Im Grunde genommen schließt sich daran die Frage an, wie die Landesregierung denn plant, den Investitionsbedarf der Kommunen festzustellen,
wenn tatsächlich keine Abfrage erfolgt und die kommunalen Spitzenverbände nicht verpflichtet sind, entsprechend zu antworten, wie uns hier erklärt wird.

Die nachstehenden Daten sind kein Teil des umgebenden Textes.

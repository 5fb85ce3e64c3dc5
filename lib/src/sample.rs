use crate::point::Point;
use crate::{Error, Result};
use rand::Rng;
use serde::{Deserialize, Serialize};
use std::fmt;
use std::str::FromStr;

/// How the main body of the point set is spread over the image.
#[derive(Copy, Clone, Debug, PartialEq, Eq, Serialize, Deserialize)]
#[serde(rename_all = "lowercase")]
pub enum Distribution {
    Random,
    Uniform,
}

impl FromStr for Distribution {
    type Err = Error;

    /// Accepts the names as well as the numeric codes `0` (random) and `1` (uniform).
    fn from_str(s: &str) -> Result<Self> {
        match s.trim().to_lowercase().as_str() {
            "random" | "0" => Ok(Distribution::Random),
            "uniform" | "1" => Ok(Distribution::Uniform),
            other => Err(Error::InvalidInput(format!(
                "unknown distribution '{other}', expected random (0) or uniform (1)"
            ))),
        }
    }
}

impl fmt::Display for Distribution {
    fn fmt(&self, f: &mut fmt::Formatter<'_>) -> fmt::Result {
        match self {
            Distribution::Random => write!(f, "random"),
            Distribution::Uniform => write!(f, "uniform"),
        }
    }
}

/// Points inset by one pixel from each image corner, in the order they are appended.
pub fn corners(width: u32, height: u32) -> [Point; 4] {
    let right = width.saturating_sub(1) as f64;
    let bottom = height.saturating_sub(1) as f64;

    [
        Point::new(1.0, 1.0),
        Point::new(right, 1.0),
        Point::new(1.0, bottom),
        Point::new(right, bottom),
    ]
}

/// Grid step along an axis of `extent` pixels. Truncated like the point count it derives from, but
/// never zero.
fn grid_step(extent: u32, count: usize) -> usize {
    ((extent as f64 / (count as f64).sqrt()) as usize).max(1)
}

/// Generate the triangulation vertices for a `width` x `height` image.
///
/// The `count` sampled points come first and the four [`corners`] are always appended after them,
/// even if they duplicate sampled points. In uniform mode the grid starts at 1 on both axes and
/// runs up to and including the image extent, so the number of grid points only approximates
/// `count`.
pub fn generate_points<R: Rng + ?Sized>(
    width: u32,
    height: u32,
    count: usize,
    distribution: Distribution,
    rng: &mut R,
) -> Result<Vec<Point>> {
    if width == 0 || height == 0 {
        return Err(Error::InvalidInput(format!(
            "image dimensions must be positive, got {width}x{height}"
        )));
    }

    if count < 1 {
        return Err(Error::InvalidInput(
            "number of points must be at least 1".to_string(),
        ));
    }

    let mut points = match distribution {
        Distribution::Random => (0..count)
            .map(|_| {
                let x = rng.gen::<f64>() * width as f64;
                let y = rng.gen::<f64>() * height as f64;
                Point::new(x, y)
            })
            .collect::<Vec<_>>(),
        Distribution::Uniform => {
            let step_x = grid_step(width, count);
            let step_y = grid_step(height, count);
            let mut points = Vec::new();

            for x in (1..=width).step_by(step_x) {
                for y in (1..=height).step_by(step_y) {
                    points.push(Point::new(x as f64, y as f64));
                }
            }

            points
        }
    };

    points.extend_from_slice(&corners(width, height));

    Ok(points)
}

#[cfg(test)]
mod tests {
    use super::*;
    use rand::rngs::StdRng;
    use rand::SeedableRng;

    fn rng() -> StdRng {
        StdRng::seed_from_u64(7)
    }

    #[test]
    fn corners_are_appended_last() {
        for distribution in [Distribution::Random, Distribution::Uniform] {
            let points = generate_points(640, 480, 50, distribution, &mut rng()).unwrap();
            let tail = &points[points.len() - 4..];

            assert_eq!(tail, &corners(640, 480)[..]);
            assert_eq!(tail[3], Point::new(639.0, 479.0));
        }
    }

    #[test]
    fn point_count_is_at_least_requested() {
        for &(width, height, count) in &[(1, 1, 1), (4, 4, 4), (10, 10, 10), (300, 200, 1000), (7, 90, 33)] {
            for distribution in [Distribution::Random, Distribution::Uniform] {
                let points = generate_points(width, height, count, distribution, &mut rng()).unwrap();
                assert!(
                    points.len() >= count,
                    "{distribution} {width}x{height}: {} < {count}",
                    points.len()
                );
            }
        }
    }

    #[test]
    fn random_points_stay_in_bounds() {
        let points = generate_points(120, 80, 5000, Distribution::Random, &mut rng()).unwrap();
        let sampled = &points[..points.len() - 4];

        assert_eq!(sampled.len(), 5000);
        assert!(sampled
            .iter()
            .all(|p| (0.0..120.0).contains(&p.x) && (0.0..80.0).contains(&p.y)));
    }

    #[test]
    fn random_points_depend_on_seed() {
        let a = generate_points(100, 100, 20, Distribution::Random, &mut StdRng::seed_from_u64(1)).unwrap();
        let b = generate_points(100, 100, 20, Distribution::Random, &mut StdRng::seed_from_u64(1)).unwrap();
        let c = generate_points(100, 100, 20, Distribution::Random, &mut StdRng::seed_from_u64(2)).unwrap();

        assert_eq!(a, b);
        assert_ne!(a, c);
    }

    #[test]
    fn uniform_grid_follows_step_formula() {
        // step = trunc(100 / sqrt(10)) = 31 horizontally, trunc(50 / sqrt(10)) = 15 vertically
        let points = generate_points(100, 50, 10, Distribution::Uniform, &mut rng()).unwrap();
        let grid = &points[..points.len() - 4];

        let xs = [1.0, 32.0, 63.0, 94.0];
        let ys = [1.0, 16.0, 31.0, 46.0];
        assert_eq!(grid.len(), xs.len() * ys.len());

        for (i, p) in grid.iter().enumerate() {
            assert_eq!(*p, Point::new(xs[i / ys.len()], ys[i % ys.len()]));
        }
    }

    #[test]
    fn uniform_grid_is_deterministic() {
        let a = generate_points(333, 217, 400, Distribution::Uniform, &mut StdRng::seed_from_u64(1)).unwrap();
        let b = generate_points(333, 217, 400, Distribution::Uniform, &mut StdRng::seed_from_u64(99)).unwrap();

        assert_eq!(a, b);
    }

    #[test]
    fn uniform_grid_reaches_image_extent() {
        // 4x4 with four points: step 2, x and y in {1, 3}
        let points = generate_points(4, 4, 4, Distribution::Uniform, &mut rng()).unwrap();

        assert_eq!(
            points,
            vec![
                Point::new(1.0, 1.0),
                Point::new(1.0, 3.0),
                Point::new(3.0, 1.0),
                Point::new(3.0, 3.0),
                Point::new(1.0, 1.0),
                Point::new(3.0, 1.0),
                Point::new(1.0, 3.0),
                Point::new(3.0, 3.0),
            ]
        );
    }

    #[test]
    fn dense_uniform_grid_does_not_stall() {
        let points = generate_points(3, 3, 100, Distribution::Uniform, &mut rng()).unwrap();

        assert_eq!(points.len(), 9 + 4);
    }

    #[test]
    fn rejects_invalid_input() {
        assert!(matches!(
            generate_points(0, 10, 5, Distribution::Random, &mut rng()),
            Err(Error::InvalidInput(_))
        ));
        assert!(matches!(
            generate_points(10, 0, 5, Distribution::Uniform, &mut rng()),
            Err(Error::InvalidInput(_))
        ));
        assert!(matches!(
            generate_points(10, 10, 0, Distribution::Random, &mut rng()),
            Err(Error::InvalidInput(_))
        ));
    }

    #[test]
    fn parses_distribution_names_and_codes() {
        assert_eq!("random".parse::<Distribution>().unwrap(), Distribution::Random);
        assert_eq!("0".parse::<Distribution>().unwrap(), Distribution::Random);
        assert_eq!("Uniform".parse::<Distribution>().unwrap(), Distribution::Uniform);
        assert_eq!("1".parse::<Distribution>().unwrap(), Distribution::Uniform);
        assert!(matches!("2".parse::<Distribution>(), Err(Error::InvalidInput(_))));
    }
}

Ich möchte darauf verweisen, wie es meiner Kollegin Dr. Sahra Wagenknecht im Bundestag ergangen ist. Sie hatte jüngst, im August, gefragt, wie der Sanierungsstau in den Schulen bundesweit ist. Darauf gab es ebenfalls diese lapidare Antwort; denn offensichtlich hat man auch auf Bundesebene keine Lust, darauf zu schauen, wie der Zustand in den Schulen tatsächlich ist. Es wurde darauf verwiesen, dass die Bundesregierung dafür nicht zuständig sei und dass dies in die Zuständigkeit der Landesregierungen und der zuständigen Träger falle.
Mit Blick auf den Straßenbau fehlt mir jetzt leider Herr Thomas. Er hat ja hier protestiert, als ich ihn vorhin zitiert habe, und er hat gesagt, ich solle mich überraschen lassen; mittlerweile gibt es eine Ausführung des Innenministers. Er ist leider nicht anwesend, sodass er darauf nicht reagieren kann.
Nun einige Ausführungen zu den Finanzen. Der Abbau des Sanierungs- und Investitionsbedarfs hängt letztlich davon ab, wie die Finanzausstattung der Kommunen in Zukunft aussehen wird und welche Fördermittel ausgereicht werden können.